Dataset entries
════════════════

//! Configuration error types.

use std::path::PathBuf;
use thiserror::Error;

/// Errors that can occur during configuration loading.
#[derive(Error, Debug)]
pub enum ConfigError {
    /// Configuration file not found.
    #[error("configuration file not found: {path}")]
    FileNotFound {
        /// Path to the missing file.
        path: PathBuf,
    },

    /// Failed to read configuration file.
    #[error("failed to read configuration file: {path}")]
    ReadError {
        /// Path to the file.
        path: PathBuf,
        /// Underlying error.
        #[source]
        source: std::io::Error,
    },

    /// TOML parsing error.
    #[error("failed to parse TOML configuration: {0}")]
    TomlError(#[from] toml::de::Error),

    /// JSON parsing error.
    #[error("failed to parse JSON configuration: {0}")]
    JsonError(#[from] serde_json::Error),

    /// Invalid configuration value.
    #[error("invalid configuration value for {field}: {reason}")]
    InvalidValue {
        /// The field with the invalid value.
        field: String,
        /// Explanation of why the value is invalid.
        reason: String,
    },

    /// Missing required field.
    #[error("missing required configuration field: {field}")]
    MissingField {
        /// The missing field name.
        field: String,
    },

    /// Environment variable parsing error.
    #[error("failed to parse environment variable {var}: {reason}")]
    EnvParseError {
        /// The environment variable name.
        var: String,
        /// Explanation of the parsing error.
        reason: String,
    },

    /// Validation error after loading.
    #[error("configuration validation failed: {0}")]
    ValidationError(String),
}

impl ConfigError {
    /// Create a new file not found error.
    pub fn file_not_found(path: impl Into<PathBuf>) -> Self {
        Self::FileNotFound { path: path.into() }
    }

    /// Create a new read error.
    pub fn read_error(path: impl Into<PathBuf>, source: std::io::Error) -> Self {
        Self::ReadError {
            path: path.into(),
            source,
        }
    }

    /// Create a new invalid value error.
    pub fn invalid_value(field: impl Into<String>, reason: impl Into<String>) -> Self {
        Self::InvalidValue {
            field: field.into(),
            reason: reason.into(),
        }
    }

    /// Create a new missing field error.
    pub fn missing_field(field: impl Into<String>) -> Self {
        Self::MissingField {
            field: field.into(),
        }
    }

    /// Create a new environment variable parse error.
    pub fn env_parse_error(var: impl Into<String>, reason: impl Into<String>) -> Self {
        Self::EnvParseError {
            var: var.into(),
            reason: reason.into(),
        }
    }

    /// Create a new validation error.
    pub fn validation_error(message: impl Into<String>) -> Self {
        Self::ValidationError(message.into())
    }
}
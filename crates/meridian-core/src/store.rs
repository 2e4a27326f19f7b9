//! Collaborator interfaces for route and service storage.
//!
//! The gateway never owns a concrete backend. Route discovery writes through
//! a [`RouteStore`], and the gateway publishes itself (and finds the services
//! it discovers routes for) through a [`ServiceRegistry`]. Both are object
//! safe so they can be shared as `Arc<dyn ...>`.
//!
//! All writes are upserts: saving a route or registering a service twice
//! leaves one record.

use async_trait::async_trait;
use serde::{Deserialize, Serialize};

use crate::error::StoreResult;
use crate::route::{route_key, HttpMethod, Route};
use crate::service::RegisteredService;

/// Storage for discovered routes, keyed by `routes:<METHOD>:<path>`.
#[async_trait]
pub trait RouteStore: Send + Sync {
    /// Inserts or replaces the route stored under [`Route::key`].
    async fn save_route(&self, route: Route) -> StoreResult<()>;

    /// Returns every stored route.
    async fn all_routes(&self) -> StoreResult<Vec<Route>>;

    /// Looks up the route for a method and path.
    async fn find_route(&self, method: HttpMethod, path: &str) -> StoreResult<Option<Route>>;

    /// Canonical key for a method and path.
    fn route_key(&self, method: HttpMethod, path: &str) -> String {
        route_key(method, path)
    }
}

/// Connection settings for a registry's backing key-value store.
#[derive(Debug, Clone, PartialEq, Eq, Serialize, Deserialize)]
#[serde(default, deny_unknown_fields)]
pub struct RegistryConfig {
    /// Backing store host.
    pub host: String,
    /// Backing store port.
    pub port: u16,
    /// Optional password.
    #[serde(skip_serializing_if = "Option::is_none")]
    pub password: Option<String>,
    /// Database index.
    pub db: u32,
}

impl Default for RegistryConfig {
    fn default() -> Self {
        Self {
            host: "127.0.0.1".to_string(),
            port: 6379,
            password: None,
            db: 0,
        }
    }
}

/// Registry of running services, keyed by `services:<name>-<id>`.
#[async_trait]
pub trait ServiceRegistry: Send + Sync {
    /// Connects the registry to its backing store.
    async fn init(&self, config: &RegistryConfig) -> StoreResult<()>;

    /// Inserts or replaces a service record.
    async fn register_service(&self, service: RegisteredService) -> StoreResult<()>;

    /// Removes a service record. Removing an unknown key is not an error.
    async fn unregister_service(&self, key: &str) -> StoreResult<()>;

    /// Looks up a service by key.
    async fn get_service(&self, key: &str) -> StoreResult<Option<RegisteredService>>;

    /// Returns every registered service.
    async fn registered_services(&self) -> StoreResult<Vec<RegisteredService>>;

    /// Returns every instance registered under a service name.
    async fn services_by_name(&self, name: &str) -> StoreResult<Vec<RegisteredService>>;
}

════════════════

**EXERCISE PROMPT**
Work out how many lines of the records contain the word "Returns". Give that number and nothing more.

**EXERCISE RESPONSE**
3